UCSF

In this dissertation, we aim to explore the mechanisms that drive virus evolution and how the dynamics of that evolutionary process reveal the underlying molecular basis for adaptation. In Part I, we present an experimental and computational approach that enables the use of next-generation sequencing technology to describe the genetic composition of virus populations with unprecedented accuracy. Using this approach, we define the mutation rates of poliovirus and uncover the mutation landscape of the population. Further, by monitoring changes in variant frequencies on serially passaged populations, we determined fitness values for thousands of mutations across the viral genome.
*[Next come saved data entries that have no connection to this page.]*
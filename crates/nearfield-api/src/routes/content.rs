//! Routes describing the content being served.

use axum::extract::State;
use axum::{Json, Router, routing::get};

use crate::state::{AppState, ContentInfo};

/// GET /
async fn describe_content(State(state): State<AppState>) -> Json<ContentInfo> {
    Json(ContentInfo::clone(&state.content))
}

/// Returns the router for content metadata.
pub fn router() -> Router<AppState> {
    Router::new().route("/", get(describe_content))
}
//! HTTP surface of the near-field interaction engine.

pub mod config;
pub mod error;
pub mod routes;
pub mod state;
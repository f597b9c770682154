//! Hostel Server
//!
//! A JSON-over-HTTP CRUD backend for hostel room assignments and PAN card
//! records. Every record is owned by the email in its `created_by` column and
//! listed per owner; uniqueness of (number, owner) pairs is enforced by PostgreSQL.

pub mod config;
pub mod database;
pub mod handlers;
pub mod models;
pub mod routes;
pub mod utils;

// Re-export commonly used types
pub use config::Settings;
pub use utils::errors::{HostelError, Result};

// Re-export main components for easy access
pub use database::DatabaseService;
pub use handlers::AppState;
pub use routes::create_router;

/// Library version
pub const VERSION: &str = env!("CARGO_PKG_VERSION");

/// Library name
pub const NAME: &str = env!("CARGO_PKG_NAME");

/// Get library information
pub fn info() -> String {
    format!("{} v{}", NAME, VERSION)
}
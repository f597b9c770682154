//! Database connection management

use sqlx::{Pool, Postgres};
use std::time::Duration;
use crate::config::DatabaseConfig;
use crate::utils::errors::HostelError;

pub type DatabasePool = Pool<Postgres>;

/// Create a new database connection pool
pub async fn create_pool(config: &DatabaseConfig) -> Result<DatabasePool, HostelError> {
    let pool = sqlx::postgres::PgPoolOptions::new()
        .max_connections(config.max_connections)
        .min_connections(config.min_connections)
        .acquire_timeout(Duration::from_secs(config.acquire_timeout_seconds))
        .idle_timeout(Some(Duration::from_secs(600)))
        .max_lifetime(Some(Duration::from_secs(1800)))
        .connect_with(config.connect_options())
        .await?;

    // Test the connection
    health_check(&pool).await?;

    tracing::info!(
        host = %config.host,
        port = config.port,
        database = %config.database,
        "Database connection pool created successfully"
    );
    Ok(pool)
}

/// Run database migrations
pub async fn run_migrations(pool: &DatabasePool) -> Result<(), HostelError> {
    tracing::info!("Running database migrations...");

    sqlx::migrate!("./migrations")
        .run(pool)
        .await?;

    tracing::info!("Database migrations completed successfully");
    Ok(())
}

/// Check database health
pub async fn health_check(pool: &DatabasePool) -> Result<(), HostelError> {
    sqlx::query("SELECT 1")
        .execute(pool)
        .await?;

    Ok(())
}
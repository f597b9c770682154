//! Room handlers

use axum::{
    body::Bytes,
    extract::{rejection::PathRejection, Path, Query, State},
    Json,
};
use tracing::instrument;

use super::{json_body, AppState, OwnerQuery};
use crate::models::{ActionResponse, CreateRoomRequest, Room, UpdateRoomRequest};
use crate::utils::errors::{HostelError, Result};
use crate::utils::logging::log_record_action;

const ROOM_NOT_FOUND: &str = "Room not found";

fn not_found() -> HostelError {
    HostelError::NotFound(ROOM_NOT_FOUND.to_string())
}

/// Non-integer ids never match a room
fn room_id(id: std::result::Result<Path<i64>, PathRejection>) -> Result<i64> {
    id.map(|Path(id)| id).map_err(|_| not_found())
}

/// `GET /viewRooms?email=`
#[instrument(skip_all)]
pub async fn list_rooms(
    State(state): State<AppState>,
    Query(query): Query<OwnerQuery>,
) -> Result<Json<Vec<Room>>> {
    let email = query.require_email()?;
    let rooms = state.db.rooms.list_by_owner(&email).await?;

    Ok(Json(rooms))
}

/// `POST /addRoom`
#[instrument(skip_all)]
pub async fn create_room(
    State(state): State<AppState>,
    body: Bytes,
) -> Result<Json<ActionResponse>> {
    let request: CreateRoomRequest = json_body(&body)?;
    let room = state.db.rooms.create(request).await?;

    log_record_action("room", "create", Some(room.id), Some(&room.created_by));
    Ok(Json(ActionResponse::ok("Room added successfully")))
}

/// `GET /findRoom/{id}`
#[instrument(skip_all)]
pub async fn get_room(
    State(state): State<AppState>,
    id: std::result::Result<Path<i64>, PathRejection>,
) -> Result<Json<Room>> {
    let id = room_id(id)?;
    let room = state.db.rooms.find_by_id(id).await?.ok_or_else(not_found)?;

    Ok(Json(room))
}

/// `PUT /editRoom/{id}`
#[instrument(skip_all)]
pub async fn update_room(
    State(state): State<AppState>,
    id: std::result::Result<Path<i64>, PathRejection>,
    body: Bytes,
) -> Result<Json<ActionResponse>> {
    let id = room_id(id)?;
    let request: UpdateRoomRequest = match json_body(&body) {
        Ok(request) => request,
        // A missing row is reported before a bad body
        Err(err) => {
            state.db.rooms.find_by_id(id).await?.ok_or_else(not_found)?;
            return Err(err);
        }
    };
    let room = state.db.rooms.update(id, request).await?.ok_or_else(not_found)?;

    log_record_action("room", "update", Some(room.id), Some(&room.created_by));
    Ok(Json(ActionResponse::ok("Room updated successfully")))
}

/// `DELETE /deleteRoom/{id}`
#[instrument(skip_all)]
pub async fn delete_room(
    State(state): State<AppState>,
    id: std::result::Result<Path<i64>, PathRejection>,
) -> Result<Json<ActionResponse>> {
    let id = room_id(id)?;
    if !state.db.rooms.delete(id).await? {
        return Err(not_found());
    }

    log_record_action("room", "delete", Some(id), None);
    Ok(Json(ActionResponse::ok("Room deleted successfully")))
}
//! Database repositories module
//!
//! This module contains all repository implementations for data access

pub mod room;
pub mod pan_card;
pub mod user;

// Re-export repositories
pub use room::RoomRepository;
pub use pan_card::PanCardRepository;
pub use user::UserRepository;
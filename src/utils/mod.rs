//! Utility modules
//!
//! This module contains common utilities used throughout the application,
//! including error handling and logging setup.

pub mod errors;
pub mod logging;

pub use errors::{HostelError, Result};
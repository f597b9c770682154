//! HTTP handlers module
//!
//! This module contains the route handlers organized by resource:
//! - Health handlers for liveness and readiness
//! - Room handlers for hostel room assignments
//! - PAN card handlers for PAN card records

pub mod health;
pub mod rooms;
pub mod pan_cards;

use axum::body::Bytes;
use serde::de::DeserializeOwned;
use serde::Deserialize;

use crate::database::DatabaseService;
use crate::utils::errors::HostelError;

/// Shared state handed to every handler
#[derive(Debug, Clone)]
pub struct AppState {
    pub db: DatabaseService,
}

impl AppState {
    pub fn new(db: DatabaseService) -> Self {
        Self { db }
    }
}

/// `?email=` query used by the list endpoints
#[derive(Debug, Deserialize)]
pub struct OwnerQuery {
    pub email: Option<String>,
}

impl OwnerQuery {
    /// The owner email, or a `Validation` error when it is missing or empty
    pub fn require_email(self) -> Result<String, HostelError> {
        match self.email {
            Some(email) if !email.is_empty() => Ok(email),
            _ => Err(HostelError::Validation("User email is required".to_string())),
        }
    }
}

/// Decode a JSON body whatever its `Content-Type`, reporting malformed input as a 400
pub(crate) fn json_body<T: DeserializeOwned>(body: &Bytes) -> Result<T, HostelError> {
    serde_json::from_slice(body).map_err(|e| HostelError::InvalidInput(e.to_string()))
}
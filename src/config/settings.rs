//! Application settings management
//!
//! This module defines the configuration structure and provides methods
//! for loading settings from TOML files and environment variables.

use serde::{Deserialize, Serialize};
use sqlx::postgres::PgConnectOptions;

/// Main application configuration structure
#[derive(Debug, Clone, Deserialize, Serialize)]
pub struct Settings {
    pub server: ServerConfig,
    pub database: DatabaseConfig,
    pub logging: LoggingConfig,
}

/// HTTP listener configuration
#[derive(Debug, Clone, Deserialize, Serialize)]
pub struct ServerConfig {
    pub host: String,
    pub port: u16,
}

/// Database configuration
#[derive(Debug, Clone, Deserialize, Serialize)]
pub struct DatabaseConfig {
    pub host: String,
    pub port: u16,
    pub username: String,
    pub password: String,
    pub database: String,
    pub max_connections: u32,
    pub min_connections: u32,
    pub acquire_timeout_seconds: u64,
}

/// Logging configuration
#[derive(Debug, Clone, Deserialize, Serialize)]
pub struct LoggingConfig {
    pub level: String,
    /// Directory for daily-rolling log files; stdout only when unset
    pub file_path: Option<String>,
    pub json: bool,
}

impl Settings {
    /// Load settings from defaults, an optional `config.toml` and `HOSTEL_*` environment variables
    pub fn new() -> Result<Self, config::ConfigError> {
        let settings = config::Config::builder()
            .add_source(config::Config::try_from(&Settings::default())?)
            .add_source(config::File::with_name("config").required(false))
            .add_source(
                config::Environment::with_prefix("HOSTEL")
                    .prefix_separator("_")
                    .separator("__"),
            )
            .build()?;

        settings.try_deserialize()
    }

    /// Validate configuration settings
    pub fn validate(&self) -> Result<(), crate::utils::errors::HostelError> {
        super::validation::validate_settings(self)
    }
}

impl ServerConfig {
    /// `host:port` string suitable for binding a listener
    pub fn socket_addr(&self) -> String {
        format!("{}:{}", self.host, self.port)
    }
}

impl DatabaseConfig {
    /// Typed PostgreSQL connect options; credentials never go through a URL
    pub fn connect_options(&self) -> PgConnectOptions {
        PgConnectOptions::new()
            .host(&self.host)
            .port(self.port)
            .username(&self.username)
            .password(&self.password)
            .database(&self.database)
    }
}

impl Default for Settings {
    fn default() -> Self {
        Self {
            server: ServerConfig {
                host: "0.0.0.0".to_string(),
                port: 8000,
            },
            database: DatabaseConfig {
                host: "localhost".to_string(),
                port: 5432,
                username: "postgres".to_string(),
                password: "postgres".to_string(),
                database: "postgres".to_string(),
                max_connections: 10,
                min_connections: 1,
                acquire_timeout_seconds: 30,
            },
            logging: LoggingConfig {
                level: "info".to_string(),
                file_path: None,
                json: false,
            },
        }
    }
}
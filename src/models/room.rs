//! Room model

use serde::{Deserialize, Serialize};
use sqlx::FromRow;

/// A hostel room assignment owned by `created_by`
#[derive(Debug, Clone, PartialEq, Eq, Serialize, Deserialize, FromRow)]
pub struct Room {
    pub id: i64,
    pub student_name: String,
    pub hostel: String,
    pub room_number: String,
    pub created_by: String,
}

#[derive(Debug, Clone, Serialize, Deserialize)]
#[serde(rename_all = "camelCase")]
pub struct CreateRoomRequest {
    pub student_name: String,
    pub hostel: String,
    pub room_number: String,
    pub created_by: String,
}

/// Editable room fields. `id` and `created_by` are not part of the set.
#[derive(Debug, Clone, Default, Serialize, Deserialize)]
#[serde(deny_unknown_fields)]
pub struct UpdateRoomRequest {
    #[serde(default, alias = "studentName")]
    pub student_name: Option<String>,
    #[serde(default)]
    pub hostel: Option<String>,
    #[serde(default, alias = "roomNumber")]
    pub room_number: Option<String>,
}
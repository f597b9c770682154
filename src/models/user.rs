//! User model

use serde::{Deserialize, Serialize};
use sqlx::FromRow;

/// Stored user. The password hash stays in the database row and is never serialized.
#[derive(Debug, Clone, Serialize, Deserialize, FromRow)]
pub struct User {
    pub id: i64,
    pub name: String,
    pub email: String,
    pub phone: i64,
    pub location: String,
}

#[derive(Debug, Clone, Deserialize)]
pub struct NewUser {
    pub name: String,
    pub email: String,
    pub phone: i64,
    pub location: String,
    /// Plain text; hashed before it reaches the database
    pub password: String,
}
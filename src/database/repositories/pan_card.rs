//! PAN card repository implementation

use sqlx::PgPool;
use crate::models::pan_card::{PanCard, CreatePanCardRequest, UpdatePanCardRequest};
use crate::utils::errors::{is_unique_violation, HostelError};

pub const PAN_CARD_CONFLICT_MESSAGE: &str = "PAN number already exists for this user";

#[derive(Clone)]
#[derive(Debug)]
pub struct PanCardRepository {
    pool: PgPool,
}

impl PanCardRepository {
    pub fn new(pool: PgPool) -> Self {
        Self { pool }
    }

    /// List every PAN card owned by `created_by`, oldest first
    pub async fn list_by_owner(&self, created_by: &str) -> Result<Vec<PanCard>, HostelError> {
        let pan_cards = sqlx::query_as::<_, PanCard>(
            "SELECT id, name, pan_number, dob, created_by FROM pan_cards WHERE created_by = $1 ORDER BY id"
        )
        .bind(created_by)
        .fetch_all(&self.pool)
        .await?;

        Ok(pan_cards)
    }

    /// Create a new PAN card. A duplicate (pan_number, created_by) pair is a `Conflict`.
    pub async fn create(&self, request: CreatePanCardRequest) -> Result<PanCard, HostelError> {
        let pan_card = sqlx::query_as::<_, PanCard>(
            r#"
            INSERT INTO pan_cards (name, pan_number, dob, created_by)
            VALUES ($1, $2, $3, $4)
            RETURNING id, name, pan_number, dob, created_by
            "#
        )
        .bind(request.name)
        .bind(request.pan_number)
        .bind(request.dob)
        .bind(request.created_by)
        .fetch_one(&self.pool)
        .await
        .map_err(map_write_error)?;

        Ok(pan_card)
    }

    /// Find PAN card by ID
    pub async fn find_by_id(&self, id: i64) -> Result<Option<PanCard>, HostelError> {
        let pan_card = sqlx::query_as::<_, PanCard>(
            "SELECT id, name, pan_number, dob, created_by FROM pan_cards WHERE id = $1"
        )
        .bind(id)
        .fetch_optional(&self.pool)
        .await?;

        Ok(pan_card)
    }

    /// Update the supplied fields in one statement. Returns `None` when the row does not exist.
    pub async fn update(&self, id: i64, request: UpdatePanCardRequest) -> Result<Option<PanCard>, HostelError> {
        let pan_card = sqlx::query_as::<_, PanCard>(
            r#"
            UPDATE pan_cards
            SET name = COALESCE($2, name),
                pan_number = COALESCE($3, pan_number),
                dob = COALESCE($4, dob)
            WHERE id = $1
            RETURNING id, name, pan_number, dob, created_by
            "#
        )
        .bind(id)
        .bind(request.name)
        .bind(request.pan_number)
        .bind(request.dob)
        .fetch_optional(&self.pool)
        .await
        .map_err(map_write_error)?;

        Ok(pan_card)
    }

    /// Delete PAN card. Returns false when no row matched.
    pub async fn delete(&self, id: i64) -> Result<bool, HostelError> {
        let result = sqlx::query("DELETE FROM pan_cards WHERE id = $1")
            .bind(id)
            .execute(&self.pool)
            .await?;

        Ok(result.rows_affected() > 0)
    }
}

fn map_write_error(err: sqlx::Error) -> HostelError {
    if is_unique_violation(&err) {
        HostelError::Conflict(PAN_CARD_CONFLICT_MESSAGE.to_string())
    } else {
        HostelError::Database(err)
    }
}
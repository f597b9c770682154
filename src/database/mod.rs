//! Database module
//!
//! This module handles database connections and operations

pub mod connection;
pub mod repositories;
pub mod service;

// Re-export commonly used database components
pub use connection::{DatabasePool, create_pool, run_migrations, health_check};
pub use repositories::{RoomRepository, PanCardRepository, UserRepository};
pub use service::DatabaseService;
//! Database service layer
//!
//! This module provides a high-level interface to database operations

use crate::database::{DatabasePool, RoomRepository, PanCardRepository, UserRepository};

#[derive(Debug, Clone)]
pub struct DatabaseService {
    pub rooms: RoomRepository,
    pub pan_cards: PanCardRepository,
    pub users: UserRepository,
    pool: DatabasePool,
}

impl DatabaseService {
    pub fn new(pool: DatabasePool) -> Self {
        Self {
            rooms: RoomRepository::new(pool.clone()),
            pan_cards: PanCardRepository::new(pool.clone()),
            users: UserRepository::new(pool.clone()),
            pool,
        }
    }

    /// Underlying connection pool
    pub fn pool(&self) -> &DatabasePool {
        &self.pool
    }
}
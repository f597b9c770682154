//! Configuration management module
//!
//! This module handles loading and validation of application configuration
//! from TOML files and environment variables.

pub mod settings;
pub mod validation;

pub use settings::{Settings, ServerConfig, DatabaseConfig, LoggingConfig};
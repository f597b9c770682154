//! Liveness and readiness handlers

use axum::{extract::State, Json};
use serde_json::{json, Value};

use super::AppState;
use crate::database::health_check;
use crate::models::MessageResponse;
use crate::utils::errors::{HostelError, Result};

pub const LIVENESS_MESSAGE: &str = "Hostel Management Server is running...";

/// Fixed liveness message; never touches the database
pub async fn default_route() -> Json<MessageResponse> {
    Json(MessageResponse::new(LIVENESS_MESSAGE))
}

/// Readiness probe that round-trips to the database
pub async fn readiness(State(state): State<AppState>) -> Result<Json<Value>> {
    health_check(state.db.pool()).await.map_err(|e| {
        tracing::warn!(error = %e, "Readiness check failed");
        HostelError::ServiceUnavailable("database unreachable".to_string())
    })?;

    Ok(Json(json!({ "status": "ok" })))
}
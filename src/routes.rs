//! Route table
//!
//! Maps every HTTP path onto its handler and attaches request tracing.

use axum::{
    routing::{delete, get, post, put},
    Router,
};
use tower_http::trace::TraceLayer;

use crate::handlers::{health, pan_cards, rooms, AppState};

/// Build the application router
pub fn create_router(state: AppState) -> Router {
    Router::new()
        .route("/", get(health::default_route))
        .route("/health", get(health::readiness))
        // Rooms
        .route("/viewRooms", get(rooms::list_rooms))
        .route("/addRoom", post(rooms::create_room))
        .route("/findRoom/:id", get(rooms::get_room))
        .route("/editRoom/:id", put(rooms::update_room))
        .route("/deleteRoom/:id", delete(rooms::delete_room))
        // PAN cards
        .route("/viewPanCards", get(pan_cards::list_pan_cards))
        .route("/addPanCard", post(pan_cards::create_pan_card))
        .route("/findPanCard/:id", get(pan_cards::get_pan_card))
        .route("/editPanCard/:id", put(pan_cards::update_pan_card))
        .route("/deletePanCard/:id", delete(pan_cards::delete_pan_card))
        .layer(TraceLayer::new_for_http())
        .with_state(state)
}
//! Drives the router in-process with `tower::ServiceExt::oneshot`

use axum::{
    body::Body,
    http::{Request, StatusCode},
    Router,
};
use serde_json::Value;
use tower::ServiceExt;

use hostel_server::{create_router, AppState, DatabaseService};

use super::TestDatabase;

/// Router bound to a test database
pub struct TestApp {
    pub db: TestDatabase,
    pub router: Router,
}

impl TestApp {
    pub async fn new() -> Self {
        let db = TestDatabase::new().await.expect("Failed to create test database");
        let router = create_router(AppState::new(DatabaseService::new(db.pool.clone())));

        Self { db, router }
    }

    pub async fn get(&self, uri: &str) -> (StatusCode, Value) {
        send(&self.router, "GET", uri, None).await
    }

    pub async fn post(&self, uri: &str, body: Value) -> (StatusCode, Value) {
        send(&self.router, "POST", uri, Some(body.to_string())).await
    }

    pub async fn put(&self, uri: &str, body: Value) -> (StatusCode, Value) {
        send(&self.router, "PUT", uri, Some(body.to_string())).await
    }

    pub async fn put_raw(&self, uri: &str, body: &str) -> (StatusCode, Value) {
        send(&self.router, "PUT", uri, Some(body.to_string())).await
    }

    pub async fn delete(&self, uri: &str) -> (StatusCode, Value) {
        send(&self.router, "DELETE", uri, None).await
    }
}

/// Send one request and decode the JSON response body
pub async fn send(router: &Router, method: &str, uri: &str, body: Option<String>) -> (StatusCode, Value) {
    let content_type = body.as_ref().map(|_| "application/json");
    send_with_content_type(router, method, uri, body, content_type).await
}

/// Like [`send`], with an explicit (or absent) `Content-Type` header
pub async fn send_with_content_type(
    router: &Router,
    method: &str,
    uri: &str,
    body: Option<String>,
    content_type: Option<&str>,
) -> (StatusCode, Value) {
    let mut builder = Request::builder().method(method).uri(uri);
    if let Some(content_type) = content_type {
        builder = builder.header("content-type", content_type);
    }
    let request = builder
        .body(body.map(Body::from).unwrap_or_else(Body::empty))
        .expect("Failed to build request");

    let response = router
        .clone()
        .oneshot(request)
        .await
        .expect("Router is infallible");

    let status = response.status();
    let bytes = axum::body::to_bytes(response.into_body(), usize::MAX)
        .await
        .expect("Failed to read body");
    let json = if bytes.is_empty() {
        Value::Null
    } else {
        serde_json::from_slice(&bytes).unwrap_or(Value::Null)
    };

    (status, json)
}
//! Logging configuration and setup
//!
//! This module provides logging initialization and structured logging utilities
//! for the hostel server.

use tracing::info;
use tracing_appender::non_blocking::WorkerGuard;
use tracing_subscriber::{fmt, layer::SubscriberExt, util::SubscriberInitExt, EnvFilter, Layer};
use crate::config::LoggingConfig;
use crate::utils::errors::{HostelError, Result};

/// Initialize logging based on configuration.
///
/// The returned guard flushes the file appender on drop and must be held
/// for as long as the process logs.
pub fn init_logging(config: &LoggingConfig) -> Result<Option<WorkerGuard>> {
    let filter = EnvFilter::try_new(&config.level)
        .map_err(|e| HostelError::Config(format!("Invalid log filter: {}", e)))?;

    let stdout_layer = if config.json {
        fmt::layer().json().with_writer(std::io::stdout).boxed()
    } else {
        fmt::layer().with_writer(std::io::stdout).boxed()
    };

    let (file_layer, guard) = match &config.file_path {
        Some(path) => {
            let file_appender = tracing_appender::rolling::daily(path, "hostel_server.log");
            let (non_blocking, guard) = tracing_appender::non_blocking(file_appender);
            let layer = fmt::layer().with_ansi(false).with_writer(non_blocking).boxed();
            (Some(layer), Some(guard))
        }
        None => (None, None),
    };

    tracing_subscriber::registry()
        .with(filter)
        .with(stdout_layer)
        .with(file_layer)
        .try_init()
        .map_err(|e| HostelError::Config(format!("Failed to install logger: {}", e)))?;

    info!("Logging initialized with level: {}", config.level);
    Ok(guard)
}

/// Log a successful create/update/delete on a stored record
pub fn log_record_action(entity: &str, action: &str, id: Option<i64>, owner: Option<&str>) {
    info!(
        entity = entity,
        action = action,
        record_id = id,
        owner = owner,
        "Record action performed"
    );
}
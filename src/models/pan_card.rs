//! PAN card model

use chrono::NaiveDate;
use serde::{Deserialize, Serialize};
use sqlx::FromRow;

/// A PAN card record owned by `created_by`
#[derive(Debug, Clone, PartialEq, Eq, Serialize, Deserialize, FromRow)]
pub struct PanCard {
    pub id: i64,
    pub name: String,
    pub pan_number: String,
    pub dob: NaiveDate,
    pub created_by: String,
}

#[derive(Debug, Clone, Serialize, Deserialize)]
#[serde(rename_all = "camelCase")]
pub struct CreatePanCardRequest {
    pub name: String,
    pub pan_number: String,
    pub dob: NaiveDate,
    pub created_by: String,
}

/// Editable PAN card fields. `id` and `created_by` are not part of the set.
#[derive(Debug, Clone, Default, Serialize, Deserialize)]
#[serde(deny_unknown_fields)]
pub struct UpdatePanCardRequest {
    #[serde(default)]
    pub name: Option<String>,
    #[serde(default, alias = "panNumber")]
    pub pan_number: Option<String>,
    #[serde(default)]
    pub dob: Option<NaiveDate>,
}
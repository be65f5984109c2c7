#[derive(Debug, thiserror::Error)]
pub enum FormatError {
    #[error("Unknown destination: {0}")]
    UnknownDestination(String),

    #[error("Unknown label template id: {0} (expected 1..=5)")]
    UnknownLabelTemplate(u8),
}
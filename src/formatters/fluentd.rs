//! Fluentd forward shape: `[tag, unixtime, payload]` triples.

use crate::config::FormatterConfig;
use crate::formatters::{json_lines, sanitized_extra, Obj, RecordFormatter};
use crate::record::LogRecord;
use serde_json::Value;

pub struct FluentdFormatter {
    tag: String,
}

impl FluentdFormatter {
    pub fn new(config: &FormatterConfig) -> Self {
        FluentdFormatter {
            tag: config.job.clone(),
        }
    }
}

impl RecordFormatter for FluentdFormatter {
    fn format(&self, record: &LogRecord) -> Value {
        let payload = Obj::new()
            .put("message", record.message.as_str())
            .put("level", record.level.name())
            .put("channel", record.channel_label())
            .put("timestamp", record.timestamp.to_rfc3339())
            .put_if("context", Obj::from_map(record.context.clone()))
            .put_if("extra", Obj::from_map(sanitized_extra(record)))
            .build();

        Value::Array(vec![
            Value::from(self.tag.as_str()),
            Value::from(record.timestamp.timestamp()),
            payload,
        ])
    }

    fn format_batch(&self, records: &[LogRecord]) -> Value {
        json_lines(self, records)
    }
}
Mapping of these fitness values onto three-dimensional structures of viral proteins offers a powerful approach for exploring structure-function relationships and potentially uncovering novel functions. Our study provides the first single-nucleotide fitness landscape of an evolving RNA virus and establishes a general experimental platform for studying the genetic changes underlying the evolution of virus populations. In Part II, we examine the effects of recombination on viral fitness and pathogenesis. We isolate a recombination-deficient poliovirus variant and find that, while recombination is detrimental for virus replication in tissue culture, it plays a critical role in the outcome of infection in animals. Notably, recombination defective virus exhibits severe attenuation following intravenous inoculation, which is associated with a significant reduction in population size resulting from bottlenecking during intra-host spread. Because the impact of high mutational loads manifests most strongly at small population sizes, our data suggests that the repair of mutagenized genomes is an essential function of recombination, reducing the burden of high mutational loads in virus populations, and may drive the long-term maintenance of recombination in viral species despite its associated fitness costs.